Money and spirits raised at fundraiser for wounded IDF veterans

Supporters hear about the healing power of the Beit Halochem community


A former Israeli soldier, injured in a terrorist attack, has told how support from a rehabilitation centre gave him the strength to open his own fitness studios.

Veteran paratrooper Ido Lazan, 41, who was shot in the chest and leg seven years ago while celebrating a friend’s birthday in Tel Aviv, underwent physiotherapy at the city’s Beit Halochem. He went on to open an X-fit studio at the centre and another called Bulletproof near the site of the attack.

Describing the charity as his “second home”, he told guests at the annual Beit Halochem UK fundraising dinner in London: “It was there that my feeling of the healing power of community was formed.”

Beit Halochem’s four centres cater for Israel’s 51,000 injured veterans and victims of terror, providing sporting opportunities, training sessions and adapted courses for those with PTSD. 

In 2019, the charity established the Veteran Games, an annual sporting event, which brings together UK and Israeli veterans in Israel. The Veteran Games recently became an independent charity and held its third event in Israel, with 62 British ex-servicemen and women taking part.

Arab Israeli activist Yosef Haddad, 37, who was injured in the Second Lebanon War in 2006, underwent rehabilitation at Beit Halochem. He said the organisation “doesn’t differentiate between Muslim, Druze, Jewish, Ashkenazi or Mizrachi. Every person is treated the same. Since the day I joined Beit Halochem, I realised I joined my second family. The veterans understand each other and help each other.” 

Recalling his time in the Israeli army, he told the 400 guests: “When the IDF defends Israel, it defends all the citizens of Israel. If I had to do it all over again, I would.”
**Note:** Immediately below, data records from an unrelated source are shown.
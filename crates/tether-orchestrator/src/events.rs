//! Dashboard event fan-out
//!
//! Delivery is best-effort: a client that is not subscribed when an event
//! is emitted misses it and resyncs through the list endpoints.

use tokio::sync::broadcast;

use tether_core::api::DashboardEvent;

const EVENT_CHANNEL_CAPACITY: usize = 1024;

#[derive(Clone)]
pub struct EventBroadcaster {
    tx: broadcast::Sender<DashboardEvent>,
}

impl EventBroadcaster {
    pub fn new() -> Self {
        let (tx, _) = broadcast::channel(EVENT_CHANNEL_CAPACITY);
        Self { tx }
    }

    /// Push an event to every current subscriber; never blocks
    pub fn emit(&self, event: DashboardEvent) {
        let name = event.name();
        match self.tx.send(event) {
            Ok(receivers) => tracing::debug!("Broadcast {} to {} subscriber(s)", name, receivers),
            Err(_) => tracing::trace!("Dropped {} (no subscribers)", name),
        }
    }

    pub fn subscribe(&self) -> broadcast::Receiver<DashboardEvent> {
        self.tx.subscribe()
    }

    pub fn subscriber_count(&self) -> usize {
        self.tx.receiver_count()
    }
}

impl Default for EventBroadcaster {
    fn default() -> Self {
        Self::new()
    }
}

#[cfg(test)]
mod tests {
    use super::*;
    use tether_core::types::InstanceId;

    #[tokio::test]
    async fn test_emit_without_subscribers_is_fine() {
        let events = EventBroadcaster::new();
        events.emit(DashboardEvent::InstancesReordered { ids: vec![] });
        assert_eq!(events.subscriber_count(), 0);
    }

    #[tokio::test]
    async fn test_every_subscriber_receives() {
        let events = EventBroadcaster::new();
        let mut a = events.subscribe();
        let mut b = events.subscribe();

        events.emit(DashboardEvent::InstancesReordered {
            ids: vec![InstanceId::new("x")],
        });

        assert_eq!(a.recv().await.unwrap().name(), "instances:reordered");
        assert_eq!(b.recv().await.unwrap().name(), "instances:reordered");
    }
}
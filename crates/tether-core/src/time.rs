//! Time helpers
//!
//! Instance timestamps and preflight reports use Unix milliseconds.

use std::time::{Duration, SystemTime, UNIX_EPOCH};

/// Current Unix timestamp in milliseconds (0 if the clock is before the epoch)
pub fn current_time_millis() -> u64 {
    SystemTime::now()
        .duration_since(UNIX_EPOCH)
        .map(|d| d.as_millis() as u64)
        .unwrap_or(0)
}

/// Milliseconds elapsed since `since`; 0 if `since` is in the future
pub fn elapsed_millis(since: u64) -> u64 {
    current_time_millis().saturating_sub(since)
}

/// Whole milliseconds of a duration, saturating at `u64::MAX`
pub fn duration_millis(duration: Duration) -> u64 {
    u64::try_from(duration.as_millis()).unwrap_or(u64::MAX)
}

#[cfg(test)]
mod tests {
    use super::*;

    #[test]
    fn test_current_time_millis_is_positive() {
        assert!(current_time_millis() > 0);
    }

    #[test]
    fn test_elapsed_millis_future_time() {
        let future = current_time_millis() + 1_000_000;
        assert_eq!(elapsed_millis(future), 0);
    }

    #[test]
    fn test_duration_millis() {
        assert_eq!(duration_millis(Duration::from_secs(2)), 2000);
    }
}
Israeli Ambassador to the UK, Tzipi Hotovely, paid tribute to the charity “for bringing the great values of Israel to the front line” adding: “As an embassy we do a lot of government to government activities and a lot on trade, but we need to do more people to people. The Veteran Games is a beautiful example.”
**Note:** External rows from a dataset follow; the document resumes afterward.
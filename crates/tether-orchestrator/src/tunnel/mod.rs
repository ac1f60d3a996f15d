//! Reverse tunnels letting remote hooks reach the orchestrator

mod forward;
mod manager;
mod ports;

pub use forward::{ForwardHandle, ReverseForwarder, SshReverseForwarder};
pub use manager::{EnsuredTunnel, TunnelManager};
pub use ports::PortAllocator;

/// Callback URL as seen from the remote end of a tunnel
pub fn tunnel_url(port: u16) -> String {
    format!("http://127.0.0.1:{}", port)
}
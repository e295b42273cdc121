use super::{ButtonEvent, InputProvider};

/// No-hardware input source used during bring-up.
#[derive(Default, Debug, Clone, Copy)]
pub struct MockInput;

impl MockInput {
    pub const fn new() -> Self {
        Self
    }
}

impl InputProvider for MockInput {
    type Error = core::convert::Infallible;

    fn poll_event(&mut self) -> Result<Option<ButtonEvent>, Self::Error> {
        Ok(None)
    }
}
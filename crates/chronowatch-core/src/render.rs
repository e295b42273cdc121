//! App-level view models consumed by the display sink.

use crate::{
    app::{DisplayMode, RunState},
    options::Appearance,
    splits::SplitLine,
};

#[derive(Clone, Copy, Debug, Eq, PartialEq)]
pub enum OptionValue<'a> {
    Label(&'a str),
    Toggle(bool),
    Number(u8),
    Action(&'a str),
}

#[derive(Clone, Copy, Debug, Eq, PartialEq)]
pub struct OptionRowView<'a> {
    pub key: &'a str,
    pub value: OptionValue<'a>,
}

/// Answers offered on the clear-splits confirmation, in cursor order.
pub const CONFIRM_CHOICES: [&str; 2] = ["No", "Yes"];

/// App-level view model consumed by the board renderer.
#[derive(Debug)]
pub enum Screen<'a> {
    Watch {
        title: &'a str,
        mode: DisplayMode,
        run: RunState,
        time: &'a str,
        date: &'a str,
        action_label: &'a str,
        appearance: Appearance,
    },
    Splits {
        title: &'a str,
        lines: &'a [SplitLine],
        /// One-based number of the first visible line.
        first_number: usize,
        total: usize,
        appearance: Appearance,
    },
    Options {
        title: &'a str,
        rows: &'a [OptionRowView<'a>],
        cursor: usize,
        appearance: Appearance,
    },
    ConfirmClear {
        title: &'a str,
        prompt: &'a str,
        choices: &'a [&'a str],
        cursor: usize,
        appearance: Appearance,
    },
}
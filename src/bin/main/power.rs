use chronowatch_hal_esp32s3::platform::clock::RtcWallClock;
use esp_hal::peripherals::GPIO6;

/// Deep sleep until Select is pressed. The RTC keeps counting so a running
/// chronometer catches up on the next boot.
pub(super) fn enter_deep_sleep(clock: &mut RtcWallClock<'_>) -> ! {
    // The pin is also owned by the button driver, which never runs again.
    let mut wake_select = unsafe { GPIO6::steal() };
    clock.sleep_until_pressed(&mut wake_select);
}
BHUK trustee Orly Wolfson told guests: “Beit Halochem provides a vital lifeline for veterans and victims of terror. We can assure you the 51,000 are not forgotten.”

The evening at the Royal Lancaster Hotel in London, which was chaired by Natalie Tahan, raised £1.25m for the charity.

Spencer Gelding, CEO of Beit Halochem UK, said: “Once again our donors have shown their unwavering support for the life-changing work of Beit Halochem.”